James Andrew Smith

Senior Software Engineer
LinkedInandrew-codes (github)
Profile of Andrew Smith

Agile Forecasting

  • forecasting
  • estimation
  • ai

Overview

With the establishment that estimation is not effective for planning, we need a way to forecast project timelines. Fortunately, there is a more effective way to predict project timelines using data-driven forecasting techniques. In this post, I'll discuss this technique, how it works, and a desktop GUI tool I've written to aid in employing it.

See Agile Estimation for more information on the purpose of estimation.

A Tale of Two Problems

When forecasting work, we typically want clarity on one of two questions.

  1. When will the work be done; i.e., what is the delivery date?
  2. How much work can we get done by a certain date?

Additionally, we want a way to answer these questions dynamically; including as the project progresses and when people are added or pulled off the work. This is where data-driven forecasting comes in. We can leverage a teams' historical data to predict future outcomes. We do this with a technique called a Monte Carlo simulation.

Monte Carlo Simulation

A Monte Carlo simulation is a technique used to understand the impact of risk and uncertainty in forecasting models. It is a computerized mathematical technique that allows people to account for risk in quantitative analysis and decision-making. The technique is used by professionals in various industries, including finance, project management, energy, manufacturing, engineering, research, and development.

A Monte Carlo simulation is a generation of thousands of possible outcomes and the likelihood of each outcome occurring.

The Monte Carlo simulation is a powerful tool because it allows for the generation of tens of thousands of possible outcomes. By using random sampling, we can simulate a delivery date based on historical delivery times. This allows us to understand the range of possible outcomes and the likelihood of each outcome occurring. This not only gives us a range of delivery dates but also the probability or confidence factor of hitting any given one.

The unique thing about this technique is that it is data-driven. We use historical data to predict future outcomes. This is a significant departure from traditional estimation techniques that rely on gut feelings or expert opinions. Additionally, it enables us to forecast project timelines dynamically.

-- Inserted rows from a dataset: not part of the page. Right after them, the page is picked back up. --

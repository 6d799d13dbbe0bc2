//! Bus arbitration tests.

use lc3bsim_core::common::SimError;
use lc3bsim_core::core::control::signals::PcMux;
use lc3bsim_core::core::datapath::{BusArbiter, BusDriver, BusDrivers};
use pretty_assertions::assert_eq;

use crate::common::fixtures::{WordBuilder, latches};

#[test]
fn no_gate_selects_nothing() {
    let word = WordBuilder::new().build();
    assert_eq!(BusArbiter::select(&word, 0), Ok(None));
}

#[test]
fn single_gate_selects_its_driver() {
    let cases = [
        (WordBuilder::new().gate_pc().build(), BusDriver::Pc),
        (WordBuilder::new().gate_mdr().build(), BusDriver::Mdr),
        (WordBuilder::new().gate_alu().build(), BusDriver::Alu),
        (WordBuilder::new().gate_shf().build(), BusDriver::Shifter),
        (WordBuilder::new().gate_marmux().build(), BusDriver::MarMux),
    ];
    for (word, driver) in cases {
        assert_eq!(BusArbiter::select(&word, 7), Ok(Some(driver)));
    }
}

#[test]
fn two_gates_are_contention() {
    let word = WordBuilder::new().gate_pc().gate_alu().build();
    assert_eq!(
        BusArbiter::select(&word, 42),
        Err(SimError::BusContention {
            state: 42,
            drivers: vec![BusDriver::Alu, BusDriver::Pc],
        })
    );
}

#[test]
fn drives_the_gated_value() {
    let mut l = latches(WordBuilder::new().gate_pc().ld_mar().build(), 0);
    l.pc = 0x3000;
    let drivers = BusDrivers::evaluate(&l);
    assert_eq!(BusArbiter::drive(&l, &drivers), Ok(0x3000));
}

#[test]
fn idle_bus_is_zero_when_nothing_loads_from_it() {
    // State 32: LD.BEN and IRD, no gate.
    let l = latches(WordBuilder::new().ld_ben().ird().build(), 0x1283);
    let drivers = BusDrivers::evaluate(&l);
    assert_eq!(BusArbiter::drive(&l, &drivers), Ok(0));

    let l = latches(WordBuilder::new().ld_pc(PcMux::Increment).build(), 0);
    let drivers = BusDrivers::evaluate(&l);
    assert_eq!(BusArbiter::drive(&l, &drivers), Ok(0));
}

#[test]
fn loading_an_undriven_bus_is_an_error() {
    let mut l = latches(WordBuilder::new().ld_reg().build(), 0x1283);
    l.state_number = 9;
    let drivers = BusDrivers::evaluate(&l);
    assert_eq!(
        BusArbiter::drive(&l, &drivers),
        Err(SimError::UndrivenBus { state: 9 })
    );
}

#[test]
fn reserved_shift_mode_fails_only_when_gated() {
    let mut l = latches(WordBuilder::new().gate_shf().ld_reg().build(), 0xD4A1);
    l.state_number = 13;
    let drivers = BusDrivers::evaluate(&l);
    assert_eq!(drivers.shifter, None);
    assert_eq!(
        BusArbiter::drive(&l, &drivers),
        Err(SimError::ReservedShiftMode {
            state: 13,
            ir: 0xD4A1
        })
    );

    let l = latches(WordBuilder::new().gate_alu().ld_reg().build(), 0xD4A1);
    let drivers = BusDrivers::evaluate(&l);
    assert!(BusArbiter::drive(&l, &drivers).is_ok());
}
//! Combinational datapath units.
//!
//! Every unit is a pure function of the current latches, re-evaluated each cycle:
//! 1. **ALU:** add, and, xor, pass-through, plus the shifter in [`alu::shifts`].
//! 2. **Address adder:** base plus scaled sign-extended offset.
//! 3. **Muxes:** PC input and MAR input selection.

/// Address adder.
pub mod adder;

/// ALU and shifter.
pub mod alu;

/// PC and MAR muxes.
pub mod mux;

pub use self::adder::AddressAdder;
pub use self::alu::Alu;
pub use self::alu::shifts::Shifter;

As the project progresses, we can update the model with new data to get a more accurate forecast. As people are added or pulled off the work, we can adjust the model to understand the impact on the delivery date. This allows us to constantly hone in on the delivery date as the project progresses and communicate these updates to stakeholders sooner.

What Data is Required to Forecast?

Only the completion data of each story is required to forecast project timelines.

The only required historical data is the date that a story was completed. No other data is needed; start dates, story points or sizings, etc. are not required. This is because we are only interested in the throughput of the team, i.e., how many stories are completed in a given time period.

Example throughput data aggregated by Week

How Does it Work?

Given the throughput data, we can take a random sampling to create a single forecast. We then repeat this process, say 20,000 times. Some scenarios will occur more than once. We can plot the number of times each scenario occurs, which creates a normal distribution. The probability of any scenario is the value of the area underneath its curve.

Example forecast distribution

This is then calculated for every point in the distribution. The result is a range of possible delivery dates and the probability of hitting any given one. These probabilities are then sorted and plotted to create a cumulative distribution function (CDF). This is a graph that shows the probability of hitting a delivery date or sooner.

Example graph of sorted probabilities

Final Thoughts

There is a lot of statistics and math involved to make these calculations; which can be cumbersome to do by hand. I've written a desktop GUI tool to aid in employing this technique. The tool is open source and available for download. It allows you to input your data as a CSV. It then calculates the throughput data and generates a forecast. You can then adjust the confidence level to get a more accurate forecast. One note is that the tool currently only answers the second question in our list above. I hope to implement the first question in the future and welcome any pull requests to help with this.